==== Available data ====
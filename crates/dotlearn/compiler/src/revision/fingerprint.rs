// Dotlanth
// Copyright (C) 2025 Synerthink

// This program is free software: you can redistribute it and/or modify
// it under the terms of the GNU Affero General Public License as published by
// the Free Software Foundation, either version 3 of the License, or
// (at your option) any later version.

// This program is distributed in the hope that it will be useful,
// but WITHOUT ANY WARRANTY; without even the implied warranty of
// MERCHANTABILITY or FITNESS FOR A PARTICULAR PURPOSE.  See the
// GNU Affero General Public License for more details.

// You should have received a copy of the GNU Affero General Public License
// along with this program.  If not, see <http://www.gnu.org/licenses/>.

//! Artifact header contract
//!
//! Every generated artifact starts with two lines:
//!
//! ```text
//! // Modifying this comment will cause the next execution of dotlearn to overwrite this file.
//! // <fingerprint>
//! ```
//!
//! The fingerprint is the canonical shape of the declaration, either verbatim or
//! zlib-compressed and hex-encoded depending on the kind of declaration.

use crate::error::{CompileError, CompileResult};
use crate::semantic::GeneratorKind;
use flate2::Compression;
use flate2::read::ZlibDecoder;
use flate2::write::ZlibEncoder;
use std::fs::File;
use std::io::{self, BufRead, BufReader, Read, Write};
use std::path::Path;

/// First line of every generated artifact
pub const DISCLAIMER: &str = "// Modifying this comment will cause the next execution of dotlearn to overwrite this file.";

/// Prefix of the fingerprint line
pub const FINGERPRINT_PREFIX: &str = "// ";

#[derive(Debug, Clone, Copy, PartialEq, Eq)]
pub enum Encoding {
    Raw,
    Compressed,
}

impl Encoding {
    pub fn for_kind(kind: GeneratorKind) -> Self {
        match kind {
            GeneratorKind::Alias | GeneratorKind::Conjunction | GeneratorKind::InferenceInvocation => Encoding::Raw,
            GeneratorKind::Coded | GeneratorKind::Composite | GeneratorKind::Learning | GeneratorKind::Constraint | GeneratorKind::Inference => {
                Encoding::Compressed
            }
        }
    }
}

/// Canonical shape of a declaration together with how it is written into artifacts
#[derive(Debug, Clone, PartialEq, Eq)]
pub struct Fingerprint {
    shape: String,
    encoding: Encoding,
}

impl Fingerprint {
    pub fn new(shape: impl Into<String>, encoding: Encoding) -> Self {
        let shape: String = shape.into();
        Self {
            shape: shape.replace(['\r', '\n'], ""),
            encoding,
        }
    }

    pub fn shape(&self) -> &str {
        &self.shape
    }

    pub fn encoding(&self) -> Encoding {
        self.encoding
    }

    /// Text written after [`FINGERPRINT_PREFIX`] on the second line
    pub fn encode(&self) -> io::Result<String> {
        match self.encoding {
            Encoding::Raw => Ok(self.shape.clone()),
            Encoding::Compressed => {
                let mut encoder = ZlibEncoder::new(Vec::new(), Compression::default());
                encoder.write_all(self.shape.as_bytes())?;
                Ok(hex::encode(encoder.finish()?))
            }
        }
    }

    /// Recover the shape from an encoded fingerprint; `None` if it cannot be decoded
    pub fn decode(encoded: &str, encoding: Encoding) -> Option<String> {
        match encoding {
            Encoding::Raw => Some(encoded.to_string()),
            Encoding::Compressed => {
                let bytes = hex::decode(encoded.trim()).ok()?;
                let mut shape = String::new();
                ZlibDecoder::new(bytes.as_slice()).read_to_string(&mut shape).ok()?;
                Some(shape)
            }
        }
    }

    /// Whether an encoded fingerprint read from an artifact describes this shape
    pub fn matches(&self, encoded: &str) -> bool {
        Fingerprint::decode(encoded, self.encoding).is_some_and(|shape| shape == self.shape)
    }

    /// Write the two header lines
    pub fn write_header(&self, out: &mut dyn Write) -> io::Result<()> {
        writeln!(out, "{DISCLAIMER}")?;
        writeln!(out, "{FINGERPRINT_PREFIX}{}", self.encode()?)
    }
}

/// What the first two lines of an existing artifact say
#[derive(Debug, Clone, PartialEq, Eq)]
pub enum Header {
    /// Well-formed header carrying this encoded fingerprint
    Generated(String),
    /// The file was not written by dotlearn, or its header was edited
    Foreign,
}

/// Read exactly the first two lines of an artifact
///
/// Lines are read as bytes: a hand-edited file in any encoding is foreign, not an I/O failure.
pub fn read_header(path: &Path) -> CompileResult<Header> {
    let file = File::open(path).map_err(|e| CompileError::io(path, e))?;
    let mut reader = BufReader::new(file);

    let mut next_line = || -> CompileResult<Option<Vec<u8>>> {
        let mut line = Vec::new();
        let read = reader.read_until(b'\n', &mut line).map_err(|e| CompileError::io(path, e))?;
        if read == 0 {
            return Ok(None);
        }
        while matches!(line.last(), Some(b'\n' | b'\r')) {
            line.pop();
        }
        Ok(Some(line))
    };
    let first = next_line()?;
    let second = next_line()?;

    match (first, second) {
        (Some(first), Some(second)) if first == DISCLAIMER.as_bytes() => match second.strip_prefix(FINGERPRINT_PREFIX.as_bytes()) {
            Some(encoded) => Ok(Header::Generated(String::from_utf8_lossy(encoded).into_owned())),
            None => Ok(Header::Foreign),
        },
        _ => Ok(Header::Foreign),
    }
}

#[cfg(test)]
mod tests {
    use super::*;

    #[test]
    fn test_compressed_encoding_is_hex_and_reversible() {
        let fingerprint = Fingerprint::new("discrete Word(Token t) <- { return t.form; }", Encoding::Compressed);
        let encoded = fingerprint.encode().unwrap();
        assert!(encoded.chars().all(|c| c.is_ascii_hexdigit() && !c.is_ascii_uppercase()));
        assert_eq!(Fingerprint::decode(&encoded, Encoding::Compressed).as_deref(), Some(fingerprint.shape()));
        assert!(fingerprint.matches(&encoded));
    }

    #[test]
    fn test_raw_encoding_drops_newlines() {
        let fingerprint = Fingerprint::new("discrete Alias(Token) <-\nWord", Encoding::Raw);
        assert_eq!(fingerprint.encode().unwrap(), "discrete Alias(Token) <-Word");
    }

    #[test]
    fn test_undecodable_fingerprint_does_not_match() {
        let fingerprint = Fingerprint::new("anything", Encoding::Compressed);
        assert!(!fingerprint.matches("not hex at all"));
        assert!(!fingerprint.matches("deadbeef"));
    }

    #[test]
    fn test_encoding_by_kind() {
        assert_eq!(Encoding::for_kind(GeneratorKind::Alias), Encoding::Raw);
        assert_eq!(Encoding::for_kind(GeneratorKind::Conjunction), Encoding::Raw);
        assert_eq!(Encoding::for_kind(GeneratorKind::Learning), Encoding::Compressed);
        assert_eq!(Encoding::for_kind(GeneratorKind::Inference), Encoding::Compressed);
    }

    #[test]
    fn test_header_round_trip_through_file() {
        let dir = tempfile::tempdir().unwrap();
        let path = dir.path().join("Word.rs");
        let fingerprint = Fingerprint::new("discrete Word(Token) <- { }", Encoding::Compressed);

        let mut bytes = Vec::new();
        fingerprint.write_header(&mut bytes).unwrap();
        bytes.extend_from_slice(b"fn body() {}\n");
        std::fs::write(&path, bytes).unwrap();

        match read_header(&path).unwrap() {
            Header::Generated(encoded) => assert!(fingerprint.matches(&encoded)),
            Header::Foreign => panic!("header not recognized"),
        }
    }

    #[test]
    fn test_foreign_headers() {
        let dir = tempfile::tempdir().unwrap();
        let edited = dir.path().join("edited.rs");
        std::fs::write(&edited, "// my own notes\n// 1234\n").unwrap();
        assert_eq!(read_header(&edited).unwrap(), Header::Foreign);

        let short = dir.path().join("short.rs");
        std::fs::write(&short, format!("{DISCLAIMER}\n")).unwrap();
        assert_eq!(read_header(&short).unwrap(), Header::Foreign);

        let unprefixed = dir.path().join("unprefixed.rs");
        std::fs::write(&unprefixed, format!("{DISCLAIMER}\nfn main() {{}}\n")).unwrap();
        assert_eq!(read_header(&unprefixed).unwrap(), Header::Foreign);
    }

    #[test]
    fn test_non_utf8_header_is_foreign() {
        let dir = tempfile::tempdir().unwrap();
        let latin1 = dir.path().join("latin1.rs");
        std::fs::write(&latin1, b"// \xff\xfe hand written\nfn main() {}\n").unwrap();
        assert_eq!(read_header(&latin1).unwrap(), Header::Foreign);

        let fingerprint = Fingerprint::new("discrete Word(Token) <- { }", Encoding::Compressed);
        let garbled = dir.path().join("garbled.rs");
        let mut bytes = format!("{DISCLAIMER}\r\n{FINGERPRINT_PREFIX}").into_bytes();
        bytes.extend_from_slice(b"\xff\xfe\n");
        std::fs::write(&garbled, bytes).unwrap();
        match read_header(&garbled).unwrap() {
            Header::Generated(encoded) => assert!(!fingerprint.matches(&encoded)),
            Header::Foreign => panic!("disclaimer not recognized"),
        }
    }
}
====
→ Instructions to follow
What is needed is the number of lines in the data that hold the word "join", and nothing more.

→ Answer to the exercise
6